Multilayered input-reflectionless quasi-elliptic-type wideband bandpass filtering devices on diplexer-based structures

Abstract

Classes of input-reflectionless wideband bandpass filters (BPFs) and balun BPF with quasi-elliptic-type (QET) responses are reported. They consist of two signal-transmission parts in multilayered diplexer-based topologies, as follows: 1) a BPF channel shaped by a two-/three-port reflective-type BPF/balun on a microstrip-to-microstrip vertical transition and 2) an input-absorptive bandstop filter (BSF) channel built with a shunt resistively terminated lowpass filter (LPF) that is composed of hybrid microstrip sections and open-circuit-ended microstrip stubs. Two real-frequency out-of-band transmission zeros (TZs) are generated in these RF filtering devices using a cascaded short-circuit-ended two-section microstrip line and two shunt open-circuit-ended half-wavelength microstrip lines, respectively. Using a higher order LPF network, enhanced passband amplitude flatness and improved stopband power absorption ratio levels for the devised BPFs are attained. As design examples, two third-order BPFs with a shunt resistively terminated microstrip T-junction and a $\pi $ -shape structure, respectively, are first provided. Afterward, a higher order BPF based on two cascaded replicas of a third-order BPF unit is designed to show highly increased stopband power attenuation levels and enhanced power absorption ratio profile within the stopband-to-passband transitions.
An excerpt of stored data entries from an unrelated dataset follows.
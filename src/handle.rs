//! Image handle: decode a buffer, hold the current image, release on close.
//!
//! An [`ImageHandle`] owns the decoded image exclusively and keeps a shared
//! reference to the source buffer until close — callers may go on holding
//! their own reference, and the bytes stay alive for as long as either side
//! needs them. `close()` is the primary release path and is idempotent;
//! dropping an unclosed handle releases the same resources as a backstop.

use crate::error::{Error, Result};
use crate::sniff;
use crate::types::ImageType;
use image::DynamicImage;
use std::sync::Arc;

/// A decoded image plus its source buffer and detected format.
///
/// Transforms mutate the handle in place: each one replaces the current image
/// and discards the previous state. A failed transform leaves the handle
/// empty; every later operation on it reports a closed handle. Handles are
/// not synchronized — serialize access externally or use one per task.
pub struct ImageHandle {
    current: Option<DynamicImage>,
    format: ImageType,
    source: Option<Arc<[u8]>>,
}

impl ImageHandle {
    /// Sniff and decode a buffer.
    ///
    /// Returns [`Error::UnsupportedFormat`] when the magic bytes are not
    /// recognized (or the matching codec is absent from this build), after
    /// logging the buffer length and up to three leading bytes. Engine decode
    /// failures translate to [`Error::OperationFailed`].
    pub fn open(buf: impl Into<Arc<[u8]>>) -> Result<Self> {
        let buf: Arc<[u8]> = buf.into();
        let format = sniff::determine_image_type(&buf);

        if format == ImageType::Unknown {
            let head = buf
                .iter()
                .take(3)
                .map(|b| format!("{b:02x}"))
                .collect::<Vec<_>>()
                .join(" ");
            tracing::warn!(size = buf.len(), head, "failed to recognize image format");
            return Err(Error::UnsupportedFormat);
        }

        let engine_format = format.engine_format().ok_or(Error::UnsupportedFormat)?;
        let current = image::load_from_memory_with_format(&buf, engine_format)?;

        Ok(Self {
            current: Some(current),
            format,
            source: Some(buf),
        })
    }

    /// Release the decoded image and the source buffer reference.
    ///
    /// Safe to call any number of times; calls after the first do nothing.
    pub fn close(&mut self) {
        self.current = None;
        self.source = None;
    }

    /// Whether this handle has been closed (or poisoned by a failed transform).
    pub fn is_closed(&self) -> bool {
        self.current.is_none()
    }

    /// Format detected at open time. Stable across transforms and close.
    pub fn format(&self) -> ImageType {
        self.format
    }

    /// Current image dimensions, or `None` on a closed handle.
    pub fn dimensions(&self) -> Option<(u32, u32)> {
        self.current.as_ref().map(|img| (img.width(), img.height()))
    }

    /// Borrow the current decoded image, if the handle is open.
    pub fn image(&self) -> Option<&DynamicImage> {
        self.current.as_ref()
    }

    pub(crate) fn current(&self) -> Result<&DynamicImage> {
        self.current
            .as_ref()
            .ok_or_else(|| Error::operation("image handle is closed"))
    }

    /// Take the current image out for a transform, leaving the handle empty
    /// until [`rebind`](Self::rebind).
    pub(crate) fn take_current(&mut self) -> Result<DynamicImage> {
        self.current
            .take()
            .ok_or_else(|| Error::operation("image handle is closed"))
    }

    pub(crate) fn rebind(&mut self, image: DynamicImage) {
        self.current = Some(image);
    }
}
Subsequently, their application to an input-absorptive QET fourth-order wideband balun BPF is presented. The operational principles of these BPFs and balun are detailed by the developed design procedures, in which their associated impedance-type design parameters are synthetically determined. As practical validation, four microstrip prototypes corresponding to three 2-GHz wideband BPFs and one 1-GHz broadband balun BPF are manufactured and tested. These input-reflectionless wideband filtering components experimentally feature the desired merits in terms of QET responses, enhanced passband amplitude flatness, and improved stopband power absorption ratio levels.